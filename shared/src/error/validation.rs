//! Bridge from `validator` errors to [`AppError`]
//!
//! Flattens nested validation errors into field-path details (camelCase,
//! matching the wire format) so API consumers see exactly which field
//! failed.

use super::codes::ErrorCode;
use super::types::AppError;
use validator::{ValidationErrors, ValidationErrorsKind};

fn to_camel(field: &str) -> String {
    let mut out = String::with_capacity(field.len());
    let mut upper_next = false;
    for c in field.chars() {
        if c == '_' {
            upper_next = true;
        } else if upper_next {
            out.extend(c.to_uppercase());
            upper_next = false;
        } else {
            out.push(c);
        }
    }
    out
}

fn collect(prefix: &str, errors: &ValidationErrors, out: &mut Vec<(String, String)>) {
    for (field, kind) in errors.errors() {
        let name = to_camel(field);
        let path = if prefix.is_empty() {
            name
        } else {
            format!("{}.{}", prefix, name)
        };
        match kind {
            ValidationErrorsKind::Field(field_errors) => {
                for error in field_errors {
                    let message = error
                        .message
                        .as_ref()
                        .map(|m| m.to_string())
                        .unwrap_or_else(|| error.code.to_string());
                    out.push((path.clone(), message));
                }
            }
            ValidationErrorsKind::Struct(nested) => collect(&path, nested, out),
            ValidationErrorsKind::List(items) => {
                for (index, nested) in items {
                    collect(&format!("{}[{}]", path, index), nested, out);
                }
            }
        }
    }
}

impl From<ValidationErrors> for AppError {
    fn from(errors: ValidationErrors) -> Self {
        let mut flattened = Vec::new();
        collect("", &errors, &mut flattened);

        let mut err = AppError::with_message(ErrorCode::ValidationFailed, "Validation failed");
        for (path, message) in flattened {
            err = err.with_detail(path, message);
        }
        err
    }
}

#[cfg(test)]
mod tests {
    use super::*;
    use serde::Deserialize;
    use validator::Validate;

    #[derive(Debug, Deserialize, Validate)]
    struct Inner {
        #[validate(length(min = 1, message = "phone is required"))]
        phone: String,
    }

    #[derive(Debug, Deserialize, Validate)]
    struct Outer {
        #[validate(nested)]
        customer_info: Inner,
    }

    #[test]
    fn test_to_camel() {
        assert_eq!(to_camel("customer_info"), "customerInfo");
        assert_eq!(to_camel("phone"), "phone");
        assert_eq!(to_camel("card_quantity"), "cardQuantity");
    }

    #[test]
    fn test_nested_field_path() {
        let outer = Outer {
            customer_info: Inner {
                phone: String::new(),
            },
        };
        let err: AppError = outer.validate().unwrap_err().into();
        assert_eq!(err.code, ErrorCode::ValidationFailed);
        let details = err.details.unwrap();
        assert_eq!(
            details.get("customerInfo.phone").unwrap(),
            "phone is required"
        );
    }
}
//! Account Identity Extractor
//!
//! Authentication is owned by the upstream gateway; it authenticates the
//! merchant and forwards the account id in the `x-account-id` header.
//! Owner-scoped handlers take [`CurrentAccount`] to receive it.

use axum::extract::FromRequestParts;
use axum::http::request::Parts;

use crate::core::ServerState;
use shared::AppError;

const ACCOUNT_HEADER: &str = "x-account-id";

/// The authenticated account on owner-scoped routes
#[derive(Debug, Clone)]
pub struct CurrentAccount(pub String);

impl FromRequestParts<ServerState> for CurrentAccount {
    type Rejection = AppError;

    async fn from_request_parts(
        parts: &mut Parts,
        _state: &ServerState,
    ) -> Result<Self, Self::Rejection> {
        let account = parts
            .headers
            .get(ACCOUNT_HEADER)
            .and_then(|value| value.to_str().ok())
            .filter(|value| !value.is_empty());

        match account {
            Some(id) => Ok(CurrentAccount(id.to_string())),
            None => Err(AppError::forbidden("Missing account identity")),
        }
    }
}
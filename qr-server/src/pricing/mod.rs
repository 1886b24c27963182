//! Pricing Module
//!
//! Pure price computation: variant option surcharges on catalog items and
//! the fixed price table for physical card products. Always re-invoked
//! server-side at order time; client-submitted prices are never trusted.

pub mod calculator;

pub use calculator::{
    card_total, card_unit_price, effective_price, option_surcharge, order_total,
};
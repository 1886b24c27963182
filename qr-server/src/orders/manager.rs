//! Orders Manager
//!
//! Validates order creation payloads, recomputes totals server-side, and
//! drives status transitions through the lifecycle table. The two creation
//! paths (qr_order / card_order) are handled exhaustively via the tagged
//! payload union.

use surrealdb::Surreal;
use surrealdb::engine::local::Db;
use validator::Validate;

use crate::catalog::valid_images;
use crate::db::repository::order::OrderListFilter;
use crate::db::repository::{OrderRepository, QrCodeRepository};
use crate::orders::lifecycle::allowed_predecessors;
use crate::pricing::{card_total, effective_price, order_total};
use shared::models::{
    CardOrderCreate, Catalog, CatalogItem, CustomerInfo, Order, OrderCreate, OrderLineInput,
    OrderLineItem, OrderStatus, OrderStatusUpdate, OrderType, QrOrderCreate,
};
use shared::util::{now_rfc3339, snowflake_id};
use shared::{AppError, AppResult, ErrorCode, PaginatedResponse};

pub struct OrdersManager {
    orders: OrderRepository,
    qr_codes: QrCodeRepository,
}

impl OrdersManager {
    pub fn new(db: Surreal<Db>) -> Self {
        Self {
            orders: OrderRepository::new(db.clone()),
            qr_codes: QrCodeRepository::new(db),
        }
    }

    // ==================== Creation ====================

    /// Validate and persist a new order (status `pending`)
    pub async fn create(&self, payload: OrderCreate) -> AppResult<Order> {
        match payload {
            OrderCreate::QrOrder(p) => self.create_qr_order(p).await,
            OrderCreate::CardOrder(p) => self.create_card_order(p).await,
        }
    }

    async fn create_qr_order(&self, payload: QrOrderCreate) -> AppResult<Order> {
        payload.validate().map_err(AppError::from)?;
        if payload.items.is_empty() {
            return Err(AppError::new(ErrorCode::OrderEmpty));
        }
        for line in &payload.items {
            if line.quantity < 1 {
                return Err(AppError::with_message(
                    ErrorCode::ValueOutOfRange,
                    "quantity must be at least 1",
                )
                .with_detail("line", line.key.clone()));
            }
        }

        let qr = self
            .qr_codes
            .find_by_id(&payload.qr_code_id)
            .await?
            .ok_or_else(|| {
                AppError::with_message(
                    ErrorCode::QrCodeNotFound,
                    format!("QR code {} not found", payload.qr_code_id),
                )
            })?;

        let menu = qr
            .menu
            .clone()
            .map(Catalog::from_value)
            .unwrap_or_default();
        let products = qr
            .products
            .clone()
            .map(CatalogItem::list_from_value)
            .unwrap_or_default();

        // Re-price every line from the stored catalog; the submitted
        // price/total is advisory only
        let mut line_items = Vec::with_capacity(payload.items.len());
        let mut totals = Vec::with_capacity(payload.items.len());
        for line in &payload.items {
            let item = find_catalog_item(&menu, &products, line).ok_or_else(|| {
                AppError::with_message(
                    ErrorCode::OrderItemUnknown,
                    format!("item '{}' is not in this catalog", line.item_name),
                )
                .with_detail("line", line.key.clone())
            })?;

            let unit_price = effective_price(item, &line.selected_variants);
            totals.push((unit_price, line.quantity));
            line_items.push(OrderLineItem {
                key: line.key.clone(),
                item_name: line.item_name.clone(),
                category_name: line.category_name.clone().unwrap_or_default(),
                quantity: line.quantity,
                price: unit_price,
                image_url: line
                    .image_url
                    .clone()
                    .or_else(|| valid_images(item).into_iter().next()),
            });
        }
        let total_amount = order_total(&totals);

        if let Some(claimed) = payload.total_amount {
            if (claimed - total_amount).abs() > f64::EPSILON {
                tracing::warn!(
                    claimed,
                    recomputed = total_amount,
                    qr_code = %payload.qr_code_id,
                    "Client-submitted total ignored"
                );
            }
        }

        let order = new_order(
            OrderType::QrOrder,
            line_items,
            payload.customer_info,
            total_amount,
            payload.notes,
        );
        let order = Order {
            qr_code_id: qr.id.clone(),
            qr_code_owner_id: Some(qr.owner.clone()),
            ..order
        };

        let created = self.orders.create(order).await?;
        tracing::info!(
            order_number = %created.order_number,
            qr_code = %payload.qr_code_id,
            total = created.total_amount,
            "QR order created"
        );
        Ok(created)
    }

    async fn create_card_order(&self, payload: CardOrderCreate) -> AppResult<Order> {
        payload.validate().map_err(AppError::from)?;
        if payload.card_quantity < 1 {
            return Err(AppError::with_message(
                ErrorCode::ValueOutOfRange,
                "cardQuantity must be at least 1",
            )
            .with_detail("field", "cardQuantity"));
        }

        let total_amount = card_total(payload.card_type, payload.card_quantity);

        let order = new_order(
            OrderType::CardOrder,
            Vec::new(),
            payload.customer_info,
            total_amount,
            payload.notes,
        );
        let order = Order {
            card_type: Some(payload.card_type),
            card_quantity: Some(payload.card_quantity),
            ..order
        };

        let created = self.orders.create(order).await?;
        tracing::info!(
            order_number = %created.order_number,
            card_type = ?payload.card_type,
            quantity = payload.card_quantity,
            "Card order created"
        );
        Ok(created)
    }

    // ==================== Queries ====================

    /// Owner-scoped fetch
    pub async fn get(&self, id: &str, account: &str) -> AppResult<Order> {
        let order = self
            .orders
            .find_by_id(id)
            .await?
            .ok_or_else(|| order_not_found(id))?;
        ensure_owned(&order, account)?;
        Ok(order)
    }

    /// Owner-scoped paginated listing
    pub async fn list(
        &self,
        account: &str,
        page: i64,
        limit: i64,
        status: Option<OrderStatus>,
        search_term: Option<String>,
    ) -> AppResult<PaginatedResponse<Order>> {
        let limit = limit.clamp(1, 100);
        let page = page.max(1);
        let filter = OrderListFilter {
            owner: account.to_string(),
            status,
            search_term: search_term.filter(|s| !s.is_empty()),
            limit,
            start: (page - 1) * limit,
        };
        let (orders, total) = self.orders.find_page(&filter).await?;
        Ok(PaginatedResponse::new(orders, total, limit))
    }

    // ==================== Transitions ====================

    /// Move an order into the requested status.
    ///
    /// The predecessor check runs inside the storage update, so concurrent
    /// transitions serialize there; this method only classifies the
    /// failure when the conditional update matched nothing.
    pub async fn transition(
        &self,
        id: &str,
        account: &str,
        update: OrderStatusUpdate,
    ) -> AppResult<Order> {
        let existing = self
            .orders
            .find_by_id(id)
            .await?
            .ok_or_else(|| order_not_found(id))?;
        ensure_owned(&existing, account)?;

        let next = update.status;
        let allowed = allowed_predecessors(next);
        if allowed.is_empty() {
            return Err(
                AppError::illegal_transition("orders cannot re-enter the pending state")
                    .with_detail("to", next.as_str()),
            );
        }

        match self
            .orders
            .transition(id, next, allowed, update.admin_notes)
            .await?
        {
            Some(order) => {
                tracing::info!(
                    order_number = %order.order_number,
                    from = existing.status.as_str(),
                    to = next.as_str(),
                    "Order status updated"
                );
                Ok(order)
            }
            None => {
                // The conditional update matched nothing: the order was
                // deleted meanwhile, or its current status is not a legal
                // predecessor (possibly because a concurrent transition won)
                let current = self
                    .orders
                    .find_by_id(id)
                    .await?
                    .ok_or_else(|| order_not_found(id))?;
                Err(already_settled(current.status, next))
            }
        }
    }

    /// Owner-scoped delete. Deleting a qr_order never touches its parent
    /// QR code.
    pub async fn delete(&self, id: &str, account: &str) -> AppResult<()> {
        let order = self
            .orders
            .find_by_id(id)
            .await?
            .ok_or_else(|| order_not_found(id))?;
        ensure_owned(&order, account)?;
        self.orders.delete(id).await?;
        tracing::info!(order_number = %order.order_number, "Order deleted");
        Ok(())
    }
}

// ==================== Helpers ====================

fn new_order(
    order_type: OrderType,
    items: Vec<OrderLineItem>,
    customer_info: CustomerInfo,
    total_amount: f64,
    notes: Option<String>,
) -> Order {
    let now = now_rfc3339();
    Order {
        id: None,
        order_number: format!("ORD-{}", snowflake_id()),
        order_type,
        items,
        customer_info,
        total_amount,
        status: OrderStatus::Pending,
        notes,
        admin_notes: None,
        qr_code_id: None,
        qr_code_owner_id: None,
        card_type: None,
        card_quantity: None,
        created_at: now.clone(),
        updated_at: now,
        confirmed_at: None,
        cancelled_at: None,
        delivered_at: None,
    }
}

fn order_not_found(id: &str) -> AppError {
    AppError::with_message(ErrorCode::OrderNotFound, format!("Order {} not found", id))
}

/// qr_orders belong to the QR code's owner; stand-alone card orders are
/// administered by the authenticated surface (who may call at all is the
/// gateway's decision)
fn ensure_owned(order: &Order, account: &str) -> AppResult<()> {
    let owned = match order.order_type {
        OrderType::QrOrder => order.qr_code_owner_id.as_deref() == Some(account),
        OrderType::CardOrder => true,
    };
    if owned {
        Ok(())
    } else {
        Err(AppError::forbidden("Order belongs to another account"))
    }
}

/// Classify a failed conditional transition against the current status
fn already_settled(current: OrderStatus, requested: OrderStatus) -> AppError {
    let err = match current {
        OrderStatus::Delivered => AppError::with_message(
            ErrorCode::OrderAlreadyDelivered,
            "Order is already terminal (delivered)",
        ),
        OrderStatus::Cancelled => AppError::with_message(
            ErrorCode::OrderAlreadyCancelled,
            "Order is already terminal (cancelled)",
        ),
        _ => AppError::illegal_transition(format!(
            "cannot move a {} order to {}",
            current.as_str(),
            requested.as_str()
        )),
    };
    err.with_detail("from", current.as_str())
        .with_detail("to", requested.as_str())
}

/// Locate the catalog item a line refers to: menu categories first
/// (constrained by category name when the line carries one), then the flat
/// products list
fn find_catalog_item<'a>(
    menu: &'a Catalog,
    products: &'a [CatalogItem],
    line: &OrderLineInput,
) -> Option<&'a CatalogItem> {
    let from_menu = menu
        .categories
        .iter()
        .filter(|category| match &line.category_name {
            Some(name) if !name.is_empty() => &category.name == name,
            _ => true,
        })
        .flat_map(|category| category.items.iter())
        .find(|item| item.name == line.item_name);

    from_menu.or_else(|| products.iter().find(|item| item.name == line.item_name))
}
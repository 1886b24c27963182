//! QR Code API Module
//!
//! Public scan-time routes: landing resolution, scan counting and
//! redirect lookups. No authentication; these are what the printed code
//! points at.

mod handler;

use axum::{
    Router,
    routing::{get, post},
};

use crate::core::ServerState;

/// QR code router
pub fn router() -> Router<ServerState> {
    Router::new()
        .route("/qrcodes/public/{id}", get(handler::get_public))
        .route("/qrcodes/{id}/scan", post(handler::scan))
        .route("/qrcodes/redirect/{id}", get(handler::redirect_info))
}
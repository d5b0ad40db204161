//! Container runtime boundary
//!
//! Sessions talk to containers only through [`ContainerRuntime`], which
//! exposes the primitives they need: image lookup, pull and build, container
//! start and removal, command execution with streamed output, and tar archive
//! upload/download. [`DockerRuntime`] implements it on top of the Docker
//! Engine API.

use std::borrow::Cow;
use std::fmt;
use std::path::Path;

use async_trait::async_trait;
use futures::stream::BoxStream;
use thiserror::Error;

pub use crate::runtime::docker::DockerRuntime;

pub mod archive;
mod docker;

/// Errors reported by a container runtime
#[derive(Debug, Error)]
pub enum RuntimeError {
    #[error("failed to connect to container runtime: {0}")]
    Connect(#[source] bollard::errors::Error),

    #[error("{operation} failed: {source}")]
    Api {
        operation: &'static str,
        #[source]
        source: bollard::errors::Error,
    },

    #[error("image '{0}' not found")]
    ImageNotFound(String),

    #[error("container '{0}' not found")]
    ContainerNotFound(String),

    #[error("image build failed: {0}")]
    BuildFailed(String),

    #[error("invalid path: {0}")]
    InvalidPath(String),

    #[error("I/O error: {0}")]
    Io(#[from] std::io::Error),
}

/// A locally available image
#[derive(Debug, Clone, PartialEq, Eq)]
pub struct ImageInfo {
    /// Content-addressed image id (e.g., "sha256:...")
    pub id: String,

    /// Repository tags pointing at the image, possibly owned by others
    pub tags: Vec<String>,
}

/// A container known to the runtime, running or stopped
#[derive(Debug, Clone, PartialEq, Eq)]
pub struct ContainerSummary {
    pub id: String,

    /// Id of the image the container was created from
    pub image_id: String,
}

/// Command to execute inside a running container
#[derive(Debug, Clone, PartialEq, Eq)]
pub struct ExecRequest {
    /// Argument vector
    pub command: Vec<String>,

    /// Working directory inside the container (container default if None)
    pub workdir: Option<String>,
}

impl ExecRequest {
    /// Run `command` through `/bin/sh -c`
    pub fn shell(command: &str) -> Self {
        Self {
            command: vec!["/bin/sh".to_string(), "-c".to_string(), command.to_string()],
            workdir: None,
        }
    }

    pub fn in_dir(mut self, workdir: impl Into<String>) -> Self {
        self.workdir = Some(workdir.into());
        self
    }

    /// The shell command string, if this request runs one
    pub fn shell_command(&self) -> Option<&str> {
        match self.command.as_slice() {
            [shell, flag, command] if shell == "/bin/sh" && flag == "-c" => Some(command),
            _ => None,
        }
    }
}

/// Raw output chunks of an exec, stdout and stderr interleaved as produced
pub type OutputStream = BoxStream<'static, Result<Vec<u8>, RuntimeError>>;

/// A started exec
pub struct ExecStream {
    /// Runtime exec id, used to query the exit code once output ends
    pub id: String,

    pub output: OutputStream,
}

impl fmt::Debug for ExecStream {
    fn fmt(&self, f: &mut fmt::Formatter<'_>) -> fmt::Result {
        f.debug_struct("ExecStream")
            .field("id", &self.id)
            .finish_non_exhaustive()
    }
}

/// Primitives a session needs from a container runtime
#[async_trait]
pub trait ContainerRuntime: Send + Sync + fmt::Debug {
    /// Check if an image is available locally
    async fn image_exists(&self, reference: &str) -> Result<bool, RuntimeError>;

    /// Look up a local image
    async fn get_image(&self, reference: &str) -> Result<ImageInfo, RuntimeError>;

    /// Pull an image from its registry
    async fn pull_image(&self, reference: &str) -> Result<ImageInfo, RuntimeError>;

    /// Build an image from a dockerfile, using its directory as the build context
    async fn build_image(&self, dockerfile: &Path, tag: &str) -> Result<ImageInfo, RuntimeError>;

    /// Remove a local image
    async fn remove_image(&self, reference: &str) -> Result<(), RuntimeError>;

    /// Create and start a long-lived container from an image, returning its id
    async fn run_container(&self, image: &str) -> Result<String, RuntimeError>;

    /// Snapshot a container's filesystem into an image reference
    async fn commit_container(&self, container: &str, reference: &str)
    -> Result<(), RuntimeError>;

    /// Force-remove a container, stopping it if needed
    async fn remove_container(&self, container: &str) -> Result<(), RuntimeError>;

    /// List every container, running or not
    async fn list_containers(&self) -> Result<Vec<ContainerSummary>, RuntimeError>;

    /// Start a command in a running container
    async fn exec(&self, container: &str, request: ExecRequest)
    -> Result<ExecStream, RuntimeError>;

    /// Exit code of a finished exec
    async fn exec_exit_code(&self, exec_id: &str) -> Result<Option<i64>, RuntimeError>;

    /// Download a path as a tar archive
    ///
    /// Returns `None` if the path does not exist in the container.
    async fn get_archive(&self, container: &str, path: &str)
    -> Result<Option<Vec<u8>>, RuntimeError>;

    /// Extract a tar archive into an existing directory of the container
    async fn put_archive(
        &self,
        container: &str,
        directory: &str,
        archive: Vec<u8>,
    ) -> Result<(), RuntimeError>;
}

/// Quote a word for `/bin/sh`, leaving plain words untouched
pub fn shell_quote(word: &str) -> Cow<'_, str> {
    let plain = !word.is_empty()
        && word
            .chars()
            .all(|c| c.is_ascii_alphanumeric() || "-_./=:@+,%^".contains(c));
    if plain {
        Cow::Borrowed(word)
    } else {
        Cow::Owned(format!("'{}'", word.replace('\'', r"'\''")))
    }
}

/// Split an image reference into repository and tag
///
/// A missing tag means "latest". A colon before the last `/` belongs to a
/// registry port, not a tag.
pub fn split_reference(reference: &str) -> (&str, &str) {
    let name_start = reference.rfind('/').map_or(0, |i| i + 1);
    match reference[name_start..].rfind(':') {
        Some(i) => (
            &reference[..name_start + i],
            &reference[name_start + i + 1..],
        ),
        None => (reference, "latest"),
    }
}

/// First 12 hex digits of an image or container id
pub(crate) fn short_id(id: &str) -> &str {
    let id = id.strip_prefix("sha256:").unwrap_or(id);
    match id.char_indices().nth(12) {
        Some((end, _)) => &id[..end],
        None => id,
    }
}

= = = = = = =

Work request
Above are some records; copy exactly the lines from the one with "running or stopped" through the one with "the build context", both included, and no others.

Written response
/// A container known to the runtime, running or stopped
#[derive(Debug, Clone, PartialEq, Eq)]
pub struct ContainerSummary {
    pub id: String,

    /// Id of the image the container was created from
    pub image_id: String,
}

/// Command to execute inside a running container
#[derive(Debug, Clone, PartialEq, Eq)]
pub struct ExecRequest {
    /// Argument vector
    pub command: Vec<String>,

    /// Working directory inside the container (container default if None)
    pub workdir: Option<String>,
}

impl ExecRequest {
    /// Run `command` through `/bin/sh -c`
    pub fn shell(command: &str) -> Self {
        Self {
            command: vec!["/bin/sh".to_string(), "-c".to_string(), command.to_string()],
            workdir: None,
        }
    }

    pub fn in_dir(mut self, workdir: impl Into<String>) -> Self {
        self.workdir = Some(workdir.into());
        self
    }

    /// The shell command string, if this request runs one
    pub fn shell_command(&self) -> Option<&str> {
        match self.command.as_slice() {
            [shell, flag, command] if shell == "/bin/sh" && flag == "-c" => Some(command),
            _ => None,
        }
    }
}

/// Raw output chunks of an exec, stdout and stderr interleaved as produced
pub type OutputStream = BoxStream<'static, Result<Vec<u8>, RuntimeError>>;

/// A started exec
pub struct ExecStream {
    /// Runtime exec id, used to query the exit code once output ends
    pub id: String,

    pub output: OutputStream,
}

impl fmt::Debug for ExecStream {
    fn fmt(&self, f: &mut fmt::Formatter<'_>) -> fmt::Result {
        f.debug_struct("ExecStream")
            .field("id", &self.id)
            .finish_non_exhaustive()
    }
}

/// Primitives a session needs from a container runtime
#[async_trait]
pub trait ContainerRuntime: Send + Sync + fmt::Debug {
    /// Check if an image is available locally
    async fn image_exists(&self, reference: &str) -> Result<bool, RuntimeError>;

    /// Look up a local image
    async fn get_image(&self, reference: &str) -> Result<ImageInfo, RuntimeError>;

    /// Pull an image from its registry
    async fn pull_image(&self, reference: &str) -> Result<ImageInfo, RuntimeError>;

    /// Build an image from a dockerfile, using its directory as the build context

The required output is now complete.